Green uses the final / title track of her album to wield the perennial river metaphor in universal terms. For Green, “we are all this flow / we are all this river”. In this way, she contemporizes Langston Hughes’ “The Negro Speaks of Rivers“, closing her project with a compellingly inclusive manifesto. She yearns to “feast from [the river’s] wet palms”, to “empty the veins of [her] life story / into this nameless pregnant river”. Green offers a vision of earthly and spiritual triumph both fiercely idealistic and grounded in realism, her crystalline oration echoed by Nnenna Freelon’s melodic moans, at times reminiscent of a woman giving birth.

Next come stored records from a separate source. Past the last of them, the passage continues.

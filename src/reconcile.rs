//! Keeps the protocols installed on a DWN in line with the registry.
//!
//! A run has two strictly ordered phases. Every install or update is issued
//! and settled locally first; only then are the configured protocols pushed to
//! the target DID. Local failures fail the run, push failures do not.

use std::future::Future;
use std::time::Duration;

use async_trait::async_trait;
use futures_util::future::join_all;
use serde_json::Value;
use tracing::{debug, error, info, warn};

use crate::canonical::canonically_equal;
use crate::definition_fingerprint;
use crate::error::ReconcileError;
use crate::registry::{ProtocolDefinition, ProtocolEntry, ProtocolRegistry};

/// Protocol access on a local DWN
#[async_trait]
pub trait ProtocolStore: Send + Sync {
    async fn query_protocols(&self) -> anyhow::Result<Vec<InstalledProtocol>>;

    async fn configure_protocol(
        &self,
        definition: &ProtocolDefinition,
    ) -> anyhow::Result<Box<dyn ConfiguredProtocol>>;
}

/// Handle to a freshly configured protocol that can be pushed to a DID's DWN
#[async_trait]
pub trait ConfiguredProtocol: Send + Sync {
    async fn send(&self, target_did: &str) -> anyhow::Result<()>;
}

/// A protocol definition as the store currently holds it
#[derive(Clone, Debug, PartialEq)]
pub struct InstalledProtocol {
    pub definition: Value,
}

impl InstalledProtocol {
    pub fn protocol_uri(&self) -> Option<&str> {
        self.definition.get("protocol").and_then(Value::as_str)
    }
}

#[derive(Copy, Clone, Debug, PartialEq, Eq)]
pub enum ConfigureAction {
    Install,
    Update,
}

#[derive(Clone, Debug)]
pub struct PlannedConfigure<'r> {
    pub action: ConfigureAction,
    pub entry: &'r ProtocolEntry,
}

#[derive(Clone, Debug, Default)]
pub struct ReconcilePlan<'r> {
    pub operations: Vec<PlannedConfigure<'r>>,
    pub unchanged: Vec<String>,
}

#[derive(Debug, Default)]
pub struct ReconcileReport {
    pub installed: Vec<String>,
    pub updated: Vec<String>,
    pub unchanged: Vec<String>,
    pub replicated: Vec<String>,
    pub replication_failures: Vec<ReconcileError>,
}

impl ReconcileReport {
    pub fn configured(&self) -> usize {
        self.installed.len() + self.updated.len()
    }
}

pub struct Reconciler<'r> {
    registry: &'r ProtocolRegistry,
    call_timeout: Option<Duration>,
}

impl<'r> Reconciler<'r> {
    pub fn new(registry: &'r ProtocolRegistry) -> Self {
        Self {
            registry,
            call_timeout: None,
        }
    }

    /// Bound every store call; an expired call counts as a failed call
    pub fn with_call_timeout(mut self, limit: Duration) -> Self {
        self.call_timeout = Some(limit);
        self
    }

    /// Diff the registry against what is installed
    pub fn plan(&self, installed: &[InstalledProtocol]) -> ReconcilePlan<'r> {
        let mut plan = ReconcilePlan::default();
        for entry in self.registry.all() {
            let desired = entry.definition.to_value();
            let existing = installed
                .iter()
                .find(|record| record.protocol_uri() == Some(entry.uri.as_str()));

            match existing {
                None => {
                    info!(protocol = %entry.uri, "installing protocol");
                    plan.operations.push(PlannedConfigure {
                        action: ConfigureAction::Install,
                        entry,
                    });
                }
                Some(record) if !canonically_equal(&record.definition, &desired) => {
                    info!(
                        protocol = %entry.uri,
                        installed = definition_fingerprint(&record.definition),
                        desired = definition_fingerprint(&desired),
                        "updating protocol"
                    );
                    plan.operations.push(PlannedConfigure {
                        action: ConfigureAction::Update,
                        entry,
                    });
                }
                Some(_) => {
                    info!(protocol = %entry.uri, "protocol already installed");
                    plan.unchanged.push(entry.uri.clone());
                }
            }
        }
        plan
    }

    pub async fn run<S>(&self, store: &S, target_did: &str) -> Result<ReconcileReport, ReconcileError>
    where
        S: ProtocolStore + ?Sized,
    {
        let installed = self.bounded(store.query_protocols()).await.map_err(|e| {
            error!(error = %e, "local query of installed protocols failed");
            ReconcileError::LocalQueryFailed(e)
        })?;

        let plan = self.plan(&installed);
        let mut report = ReconcileReport {
            unchanged: plan.unchanged,
            ..Default::default()
        };
        if plan.operations.is_empty() {
            return Ok(report);
        }

        let configured = join_all(plan.operations.iter().map(|op| async move {
            let result = self.bounded(store.configure_protocol(&op.entry.definition)).await;
            (op, result)
        }))
        .await;

        let mut handles = Vec::with_capacity(configured.len());
        let mut failure = None;
        for (op, result) in configured {
            match result {
                Ok(handle) => {
                    match op.action {
                        ConfigureAction::Install => report.installed.push(op.entry.uri.clone()),
                        ConfigureAction::Update => report.updated.push(op.entry.uri.clone()),
                    }
                    handles.push((op.entry, handle));
                }
                Err(source) => {
                    error!(protocol = %op.entry.uri, error = %source, "local install of configuration failed");
                    failure.get_or_insert(ReconcileError::LocalConfigureFailed {
                        protocol: op.entry.uri.clone(),
                        source,
                    });
                }
            }
        }
        if let Some(err) = failure {
            return Err(err);
        }

        let sent = join_all(handles.iter().map(|(entry, handle)| async move {
            (*entry, self.bounded(handle.send(target_did)).await)
        }))
        .await;

        for (entry, result) in sent {
            match result {
                Ok(()) => {
                    debug!(protocol = %entry.uri, target = target_did, "configuration replicated");
                    report.replicated.push(entry.uri.clone());
                }
                Err(source) => {
                    warn!(protocol = %entry.uri, target = target_did, error = %source, "remote replication failed");
                    report.replication_failures.push(ReconcileError::ReplicationFailed {
                        protocol: entry.uri.clone(),
                        target: target_did.to_string(),
                        source,
                    });
                }
            }
        }

        Ok(report)
    }

    async fn bounded<T, F>(&self, call: F) -> anyhow::Result<T>
    where
        F: Future<Output = anyhow::Result<T>>,
    {
        match self.call_timeout {
            Some(limit) => tokio::time::timeout(limit, call)
                .await
                .map_err(|_| anyhow::anyhow!("store call timed out after {limit:?}"))?,
            None => call.await,
        }
    }
}

/// Install or update the built-in protocols, then push them to `target_did`.
///
/// Returns `false` only when the local store could not be brought up to date.
pub async fn reconcile<S>(store: &S, target_did: &str) -> bool
where
    S: ProtocolStore + ?Sized,
{
    Reconciler::new(ProtocolRegistry::builtin())
        .run(store, target_did)
        .await
        .is_ok()
}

The River Speaks of Thirst is at once a political statement, cultural commentary, and an aesthetic milestone, a skillful commingling of galvanic activism and evocative poetry. Released at a time during which the chronicity of Black oppression is being spotlighted, when millions of citizens across the US and throughout the world are protesting for change, and organizations such as Black Lives Matter, Black Alliance for Just Immigration, and Color of Change are gaining significant traction, the project is particularly timely. With The River Speaks of Thirst, Jaki Shelton Green documents the history of blackness, a segment of which is the history of the United States, if not the Americas at large – the atrocities, the triumphs, and the work still to be done.

Jaki Shelton Green’s The River Speaks of Thirst releases 19 June on Soul City Sounds.